Bricks were not readily available in many parts of the country. If you look at much of the northeast from Boston to Virginia there are a lot of brick homes. You need clay and kilns to make them. Not readily available in other places so they use what they could get, Just as adobe and igloos, you build with what you have.

Reply to
Ed Pawlowski

I live in a masonry house.

I'm an engineer. Before my husband retired, he was an engineer. We have plenty of money, but no desire to waste it.

It's about optimization. Everybody, everywhere, building anything trades off features or convenience for cost.

Cindy Hamilton

Reply to
angelica...

Only because you fools do your houses using cheap and nasty timber and sidings. And even you should have noticed that the timber and sidings don?t actually come from some forest down the road. Iron ore mine in spades.
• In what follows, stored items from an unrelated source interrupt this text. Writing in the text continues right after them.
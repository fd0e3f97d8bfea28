//! `water-sort`: generate, solve, survey and play water sort levels from the terminal.
//!
//! ```text
//! $ water-sort generate --level 31 --difficulty hard --seed 4
//! level 31 (hard): 15 colors, 2 empty bottles, 1 hidden per bottle
//! ?BFC ?AKL ?GIB ... . .
//!
//! $ water-sort solve AABB BBAA .
//! 3
//!
//! $ water-sort solve --json AABB BBAA .
//! {"Known":3}
//! ```

use std::env;
use std::io::{self, BufRead, Write};
use std::path::PathBuf;
use std::process::ExitCode;

use clap::{Parser, Subcommand};
use log::debug;
use rayon::prelude::*;
use serde::Serialize;

use water_sort_engine::{
    ActionOutcome, Board, CAPACITY, Config, ControlAction, Difficulty, GameSession, LevelDescriptor,
    LevelGenerator, OptimalMoves, RepairOutcome, solve,
};

/// Water sort level generator and solver.
#[derive(Parser)]
#[command(about, long_about = None, version)]
struct Args {
    /// JSON file overriding the built-in tuning
    #[arg(short, long, global = true)]
    config: Option<PathBuf>,

    /// Enable debug messages
    #[arg(short, long, default_value_t = false, global = true)]
    debug: bool,

    #[command(subcommand)]
    command: Command,
}

#[derive(Subcommand)]
enum Command {
    /// Generate levels and print them as the player would see them
    Generate {
        #[arg(short, long, default_value_t = 1)]
        level: u32,
        #[arg(value_enum, short = 'f', long, default_value_t = Difficulty::Normal)]
        difficulty: Difficulty,
        #[arg(short, long)]
        seed: Option<u64>,
        /// Number of consecutive levels to generate
        #[arg(short = 'n', long, default_value_t = 1)]
        count: u32,
        /// One JSON object per level
        #[arg(long)]
        json: bool,
    },
    /// Print the optimal number of pours for a board, e.g. `AABB BBAA .`
    Solve {
        #[arg(required = true)]
        bottles: Vec<String>,
        #[arg(long)]
        json: bool,
    },
    /// Generate many levels in parallel and summarize their quality
    Survey {
        #[arg(short, long, default_value_t = 1)]
        level: u32,
        #[arg(value_enum, short = 'f', long, default_value_t = Difficulty::Normal)]
        difficulty: Difficulty,
        #[arg(short = 'n', long, default_value_t = 100)]
        count: u64,
        #[arg(short, long, default_value_t = 0)]
        seed: u64,
        #[arg(long)]
        json: bool,
    },
    /// Play on the terminal
    Play {
        #[arg(short, long, default_value_t = 1)]
        level: u32,
        #[arg(value_enum, short = 'f', long, default_value_t = Difficulty::Normal)]
        difficulty: Difficulty,
        #[arg(short, long)]
        seed: Option<u64>,
    },
    /// Print the configuration in effect as JSON
    Config,
}

fn main() -> ExitCode {
    let args = Args::parse();

    if args.debug {
        // SAFETY: no other thread is running yet
        unsafe {
            env::set_var("RUST_LOG", "debug");
        }
    }
    env_logger::init();

    match run(args) {
        Ok(()) => ExitCode::SUCCESS,
        Err(err) => {
            eprintln!("Error: {err}");
            ExitCode::FAILURE
        }
    }
}

fn run(args: Args) -> Result<(), Box<dyn std::error::Error>> {
    let config = match &args.config {
        Some(path) => Config::from_json_file(path)?,
        None => Config::default(),
    };

    match args.command {
        Command::Generate {
            level,
            difficulty,
            seed,
            count,
            json,
        } => generate(&config, level, difficulty, seed, count, json)?,
        Command::Solve { bottles, json } => {
            let board: Board = bottles.join(" ").parse()?;
            let optimal = solve(&board, CAPACITY, &config.solver);
            if json {
                println!("{}", serde_json::to_string(&optimal)?);
            } else {
                println!("{optimal}");
            }
        }
        Command::Survey {
            level,
            difficulty,
            count,
            seed,
            json,
        } => survey(&config, level, difficulty, count, seed, json)?,
        Command::Play {
            level,
            difficulty,
            seed,
        } => play(config, level, difficulty, seed)?,
        Command::Config => {
            let mut out = io::stdout().lock();
            serde_json::to_writer_pretty(&mut out, &config)?;
            writeln!(out)?;
        }
    }
    Ok(())
}

fn generator(config: &Config, seed: Option<u64>) -> LevelGenerator {
    match seed {
        Some(seed) => LevelGenerator::from_seed(seed, config.generator.clone()),
        None => LevelGenerator::from_entropy(config.generator.clone()),
    }
}

/// A generated level as printed by `generate --json`.
#[derive(Serialize)]
struct GeneratedLevel {
    #[serde(flatten)]
    descriptor: LevelDescriptor,
    board: String,
    masked: String,
    repair: RepairOutcome,
}

fn generate(
    config: &Config,
    level: u32,
    difficulty: Difficulty,
    seed: Option<u64>,
    count: u32,
    json: bool,
) -> Result<(), Box<dyn std::error::Error>> {
    let mut generator = generator(config, seed);
    let mut out = io::stdout().lock();
    for level in level.max(1)..level.max(1) + count {
        let generated = generator.generate(level, difficulty);
        if json {
            let line = GeneratedLevel {
                descriptor: generated.descriptor,
                board: generated.state.board().to_string(),
                masked: generated.state.masked().to_string(),
                repair: generated.repair,
            };
            serde_json::to_writer(&mut out, &line)?;
            writeln!(out)?;
            continue;
        }
        let d = generated.descriptor;
        writeln!(
            out,
            "level {} ({}): {} colors, {} empty bottles, {} hidden per bottle",
            d.level, d.difficulty, d.num_colors, d.num_empty_bottles, d.hidden_count
        )?;
        writeln!(out, "{}", generated.state.masked())?;
        if generated.repair.is_exhausted() {
            writeln!(out, "repair: {:?}", generated.repair)?;
        }
    }
    Ok(())
}

#[derive(Default, Serialize)]
struct SurveySummary {
    levels: u64,
    presolved: u64,
    repair_exhausted: u64,
    known: u64,
    unknown: u64,
    optimal_total: u64,
}

impl SurveySummary {
    fn merge(mut self, other: SurveySummary) -> SurveySummary {
        self.levels += other.levels;
        self.presolved += other.presolved;
        self.repair_exhausted += other.repair_exhausted;
        self.known += other.known;
        self.unknown += other.unknown;
        self.optimal_total += other.optimal_total;
        self
    }
}

fn survey(
    config: &Config,
    level: u32,
    difficulty: Difficulty,
    count: u64,
    seed: u64,
    json: bool,
) -> serde_json::Result<()> {
    let summary = (0..count)
        .into_par_iter()
        .map(|i| {
            let mut generator = LevelGenerator::from_seed(seed.wrapping_add(i), config.generator.clone());
            let generated = generator.generate(level.max(1), difficulty);
            let board = generated.state.board();
            let optimal = solve(board, CAPACITY, &config.solver);
            debug!("Survey level {i}: {board} -> {optimal}");
            SurveySummary {
                levels: 1,
                presolved: board.bottles().iter().any(|b| b.is_complete(None)) as u64,
                repair_exhausted: generated.repair.is_exhausted() as u64,
                known: matches!(optimal, OptimalMoves::Known(_)) as u64,
                unknown: matches!(optimal, OptimalMoves::Unknown) as u64,
                optimal_total: optimal.known().unwrap_or(0) as u64,
            }
        })
        .reduce(SurveySummary::default, SurveySummary::merge);

    if json {
        println!("{}", serde_json::to_string(&summary)?);
        return Ok(());
    }
    let average = if summary.known > 0 {
        summary.optimal_total as f64 / summary.known as f64
    } else {
        0.0
    };
    println!(
        "
           levels = {}
        presolved = {}
 repair exhausted = {}
    solver known  = {}
  solver unknown  = {}
  average optimal = {:.2}",
        summary.levels, summary.presolved, summary.repair_exhausted, summary.known, summary.unknown, average
    );
    Ok(())
}

fn print_session(session: &GameSession) {
    let state = session.state();
    let (done, colors) = session.progress();
    println!(
        "level {} | {} moves | {done}/{colors} done | {} hints",
        session.descriptor().level,
        session.moves(),
        session.hints_left()
    );
    let masked = state.masked().to_string();
    for (i, bottle) in masked.split(' ').enumerate() {
        println!("  {i:>2}: {bottle}");
    }
    if session.is_deadlocked() {
        println!("No moves left, undo or restart");
    }
}

fn play(config: Config, level: u32, difficulty: Difficulty, seed: Option<u64>) -> io::Result<()> {
    let generator = generator(&config, seed);
    let mut session = GameSession::new(config, generator, difficulty, level);
    print_session(&session);

    let stdin = io::stdin();
    loop {
        print!("> ");
        io::stdout().flush()?;
        let mut line = String::new();
        if stdin.lock().read_line(&mut line)? == 0 {
            return Ok(());
        }
        let words: Vec<&str> = line.split_whitespace().collect();
        let action = match words.as_slice() {
            ["q"] => return Ok(()),
            ["u"] => ControlAction::Undo,
            ["h"] => ControlAction::Hint,
            ["r"] => ControlAction::Restart,
            ["n"] => ControlAction::NextLevel,
            [from, to] => match (from.parse::<usize>(), to.parse::<usize>()) {
                (Ok(from), Ok(to)) if from < session.state().board().len() && to < session.state().board().len() => {
                    ControlAction::Pour(from, to)
                }
                _ => {
                    println!("Unknown bottles");
                    continue;
                }
            },
            _ => {
                println!("Commands: FROM TO, u(ndo), h(int), r(estart), n(ext), q(uit)");
                continue;
            }
        };
        match session.handle_game_action(action) {
            ActionOutcome::Rejected { bottle } => println!("Cannot pour into {bottle}"),
            ActionOutcome::Hint(mv) => println!("Try {mv}"),
            ActionOutcome::NoHint => println!("No hint available"),
            ActionOutcome::Won(summary) => {
                println!(
                    "Solved in {} moves (optimal {}), {} streak {}",
                    summary.moves, summary.optimal, summary.stars, summary.streak
                );
                println!("n for the next level, r to replay");
                continue;
            }
            ActionOutcome::Ignored => continue,
            _ => {}
        }
        print_session(&session);
    }
}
Everyone has some clay not too far away.

BULLSHIT with the clay and even you should be able to work out how to make a kiln.

Bullshit they do with timber, sidings, stupid shingles etc etc etc.

You don?t have timber, metal, shingles etc, stupid. You move them from where they happen to be to where you need them.

Tad radical I realise.

Reply to
Joey

Such a shame you were not available to show them how to do this economically all over the country. The housing industry would be far different today. With a nuke powered kiln they could knock out millions of bricks.

Reply to
Ed Pawlowski

On Thu, 20 May 2021 23:47:51 -0400, snipped-for-privacy@aol.com posted for all of us to digest...

The Amish will do it cheaper... I don't know how much cheaper. Do you have Amish people down there? Probably not many.

Reply to
Tekkie©

On Sat, 22 May 2021 09:45:31 -0700 (PDT), snipped-for-privacy@yahoo.com posted for all of us to digest...

Life is a compromise...

Reply to
Tekkie©

They don?t because so many of you fools go for cheap and nasty timber and siding houses and trailer parks.

It would indeed, and do much better in tornados too.

They could indeed, but you lot are too stupid to build new nukes anymore and build stupid EVs and use stupid shingles instead.

Reply to
Joey

Masonty with it's thermal mass works well in some climates - not so well in others. Stick frame allows for easy insulation - brick veneer makes a durable outer finish that also blocks wind well. Aluminum siding also works good where there are no impact issues - Vinyl is not as durable but withstands minor impacts. Neither require regular applications of paint to protect.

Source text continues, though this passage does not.